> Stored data
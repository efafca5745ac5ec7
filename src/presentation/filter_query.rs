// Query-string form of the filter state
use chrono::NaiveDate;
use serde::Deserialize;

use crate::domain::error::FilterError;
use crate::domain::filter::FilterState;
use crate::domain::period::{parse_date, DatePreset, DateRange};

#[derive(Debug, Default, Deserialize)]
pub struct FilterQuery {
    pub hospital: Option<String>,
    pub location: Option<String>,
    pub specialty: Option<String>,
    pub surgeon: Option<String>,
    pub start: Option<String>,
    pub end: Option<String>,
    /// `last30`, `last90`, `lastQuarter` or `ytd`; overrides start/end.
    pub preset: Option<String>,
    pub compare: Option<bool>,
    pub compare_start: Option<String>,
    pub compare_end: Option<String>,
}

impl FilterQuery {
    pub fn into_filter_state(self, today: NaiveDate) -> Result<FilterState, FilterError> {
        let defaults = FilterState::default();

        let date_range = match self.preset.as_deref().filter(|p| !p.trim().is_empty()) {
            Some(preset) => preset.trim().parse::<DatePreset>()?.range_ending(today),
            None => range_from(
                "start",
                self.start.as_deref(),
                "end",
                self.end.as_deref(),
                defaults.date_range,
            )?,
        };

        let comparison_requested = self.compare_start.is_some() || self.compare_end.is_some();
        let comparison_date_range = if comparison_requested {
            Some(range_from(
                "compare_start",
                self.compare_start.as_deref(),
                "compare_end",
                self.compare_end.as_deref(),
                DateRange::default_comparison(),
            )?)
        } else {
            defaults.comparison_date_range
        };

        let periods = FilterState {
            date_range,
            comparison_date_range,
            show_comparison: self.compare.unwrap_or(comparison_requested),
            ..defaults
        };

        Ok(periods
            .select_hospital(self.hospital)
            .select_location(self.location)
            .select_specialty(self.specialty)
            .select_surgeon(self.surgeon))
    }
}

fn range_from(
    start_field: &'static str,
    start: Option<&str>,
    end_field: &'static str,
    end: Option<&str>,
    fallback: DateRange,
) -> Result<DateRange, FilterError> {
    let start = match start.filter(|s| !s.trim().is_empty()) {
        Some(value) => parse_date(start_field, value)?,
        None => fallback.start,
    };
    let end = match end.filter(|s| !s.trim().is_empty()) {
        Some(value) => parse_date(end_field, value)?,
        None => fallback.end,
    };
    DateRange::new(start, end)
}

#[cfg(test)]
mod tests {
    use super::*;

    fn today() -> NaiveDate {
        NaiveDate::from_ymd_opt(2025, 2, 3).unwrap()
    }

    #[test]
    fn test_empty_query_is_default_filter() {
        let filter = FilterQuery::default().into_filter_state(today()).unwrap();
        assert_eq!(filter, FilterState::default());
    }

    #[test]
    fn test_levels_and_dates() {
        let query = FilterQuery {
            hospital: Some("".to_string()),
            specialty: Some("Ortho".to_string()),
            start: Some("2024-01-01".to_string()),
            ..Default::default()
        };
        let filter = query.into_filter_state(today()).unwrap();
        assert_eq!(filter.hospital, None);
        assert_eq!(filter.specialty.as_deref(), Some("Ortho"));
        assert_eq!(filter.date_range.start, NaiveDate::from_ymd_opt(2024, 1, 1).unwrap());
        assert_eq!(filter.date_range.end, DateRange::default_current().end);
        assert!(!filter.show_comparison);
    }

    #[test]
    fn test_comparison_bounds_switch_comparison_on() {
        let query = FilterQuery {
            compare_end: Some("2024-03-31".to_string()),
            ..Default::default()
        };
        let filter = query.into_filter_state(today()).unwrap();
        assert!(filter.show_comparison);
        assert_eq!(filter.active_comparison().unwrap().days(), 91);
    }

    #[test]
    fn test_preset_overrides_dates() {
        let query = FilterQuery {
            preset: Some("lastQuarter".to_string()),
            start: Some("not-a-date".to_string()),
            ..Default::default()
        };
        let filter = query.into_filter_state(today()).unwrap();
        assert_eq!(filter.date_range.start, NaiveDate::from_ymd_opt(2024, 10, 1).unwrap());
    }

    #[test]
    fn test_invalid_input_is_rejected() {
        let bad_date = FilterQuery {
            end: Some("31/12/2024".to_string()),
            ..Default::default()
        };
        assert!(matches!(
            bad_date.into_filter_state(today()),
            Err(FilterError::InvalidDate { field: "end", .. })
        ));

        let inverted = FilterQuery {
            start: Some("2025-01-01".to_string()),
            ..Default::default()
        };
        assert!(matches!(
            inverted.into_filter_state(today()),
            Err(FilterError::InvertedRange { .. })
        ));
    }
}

> TASK TO CARRY OUT
The answer must reproduce every record exactly.

> ANSWER AREA
repository efafca5745ac5ec7
filename src/presentation/filter_query.rs
// Query-string form of the filter state
use chrono::NaiveDate;
use serde::Deserialize;

use crate::domain::error::FilterError;
use crate::domain::filter::FilterState;
use crate::domain::period::{parse_date, DatePreset, DateRange};

#[derive(Debug, Default, Deserialize)]
pub struct FilterQuery {
    pub hospital: Option<String>,
    pub location: Option<String>,
    pub specialty: Option<String>,
    pub surgeon: Option<String>,
    pub start: Option<String>,
    pub end: Option<String>,
    /// `last30`, `last90`, `lastQuarter` or `ytd`; overrides start/end.
    pub preset: Option<String>,
    pub compare: Option<bool>,
    pub compare_start: Option<String>,
    pub compare_end: Option<String>,
}

impl FilterQuery {
    pub fn into_filter_state(self, today: NaiveDate) -> Result<FilterState, FilterError> {
        let defaults = FilterState::default();

        let date_range = match self.preset.as_deref().filter(|p| !p.trim().is_empty()) {
            Some(preset) => preset.trim().parse::<DatePreset>()?.range_ending(today),
            None => range_from(
                "start",
                self.start.as_deref(),
                "end",
                self.end.as_deref(),
                defaults.date_range,
            )?,
        };

        let comparison_requested = self.compare_start.is_some() || self.compare_end.is_some();
        let comparison_date_range = if comparison_requested {
            Some(range_from(
                "compare_start",
                self.compare_start.as_deref(),
                "compare_end",
                self.compare_end.as_deref(),
                DateRange::default_comparison(),
            )?)
        } else {
            defaults.comparison_date_range
        };

        let periods = FilterState {
            date_range,
            comparison_date_range,
            show_comparison: self.compare.unwrap_or(comparison_requested),
            ..defaults
        };

        Ok(periods
            .select_hospital(self.hospital)
            .select_location(self.location)
            .select_specialty(self.specialty)
            .select_surgeon(self.surgeon))
    }
}

fn range_from(
    start_field: &'static str,
    start: Option<&str>,
    end_field: &'static str,
    end: Option<&str>,
    fallback: DateRange,
) -> Result<DateRange, FilterError> {
    let start = match start.filter(|s| !s.trim().is_empty()) {
        Some(value) => parse_date(start_field, value)?,
        None => fallback.start,
    };
    let end = match end.filter(|s| !s.trim().is_empty()) {
        Some(value) => parse_date(end_field, value)?,
        None => fallback.end,
    };
    DateRange::new(start, end)
}

#[cfg(test)]
mod tests {
    use super::*;

    fn today() -> NaiveDate {
        NaiveDate::from_ymd_opt(2025, 2, 3).unwrap()
    }

    #[test]
    fn test_empty_query_is_default_filter() {
        let filter = FilterQuery::default().into_filter_state(today()).unwrap();
        assert_eq!(filter, FilterState::default());
    }

    #[test]
    fn test_levels_and_dates() {
        let query = FilterQuery {
            hospital: Some("".to_string()),
            specialty: Some("Ortho".to_string()),
            start: Some("2024-01-01".to_string()),
            ..Default::default()
        };
        let filter = query.into_filter_state(today()).unwrap();
        assert_eq!(filter.hospital, None);
        assert_eq!(filter.specialty.as_deref(), Some("Ortho"));
        assert_eq!(filter.date_range.start, NaiveDate::from_ymd_opt(2024, 1, 1).unwrap());
        assert_eq!(filter.date_range.end, DateRange::default_current().end);
        assert!(!filter.show_comparison);
    }

    #[test]
    fn test_comparison_bounds_switch_comparison_on() {
        let query = FilterQuery {
            compare_end: Some("2024-03-31".to_string()),
            ..Default::default()
        };
        let filter = query.into_filter_state(today()).unwrap();
        assert!(filter.show_comparison);
        assert_eq!(filter.active_comparison().unwrap().days(), 91);
    }

    #[test]
    fn test_preset_overrides_dates() {
        let query = FilterQuery {
            preset: Some("lastQuarter".to_string()),
            start: Some("not-a-date".to_string()),
            ..Default::default()
        };
        let filter = query.into_filter_state(today()).unwrap();
        assert_eq!(filter.date_range.start, NaiveDate::from_ymd_opt(2024, 10, 1).unwrap());
    }

    #[test]
    fn test_invalid_input_is_rejected() {
        let bad_date = FilterQuery {
            end: Some("31/12/2024".to_string()),
            ..Default::default()
        };
        assert!(matches!(
            bad_date.into_filter_state(today()),
            Err(FilterError::InvalidDate { field: "end", .. })
        ));

        let inverted = FilterQuery {
            start: Some("2025-01-01".to_string()),
            ..Default::default()
        };
        assert!(matches!(
            inverted.into_filter_state(today()),
            Err(FilterError::InvertedRange { .. })
        ));
    }
}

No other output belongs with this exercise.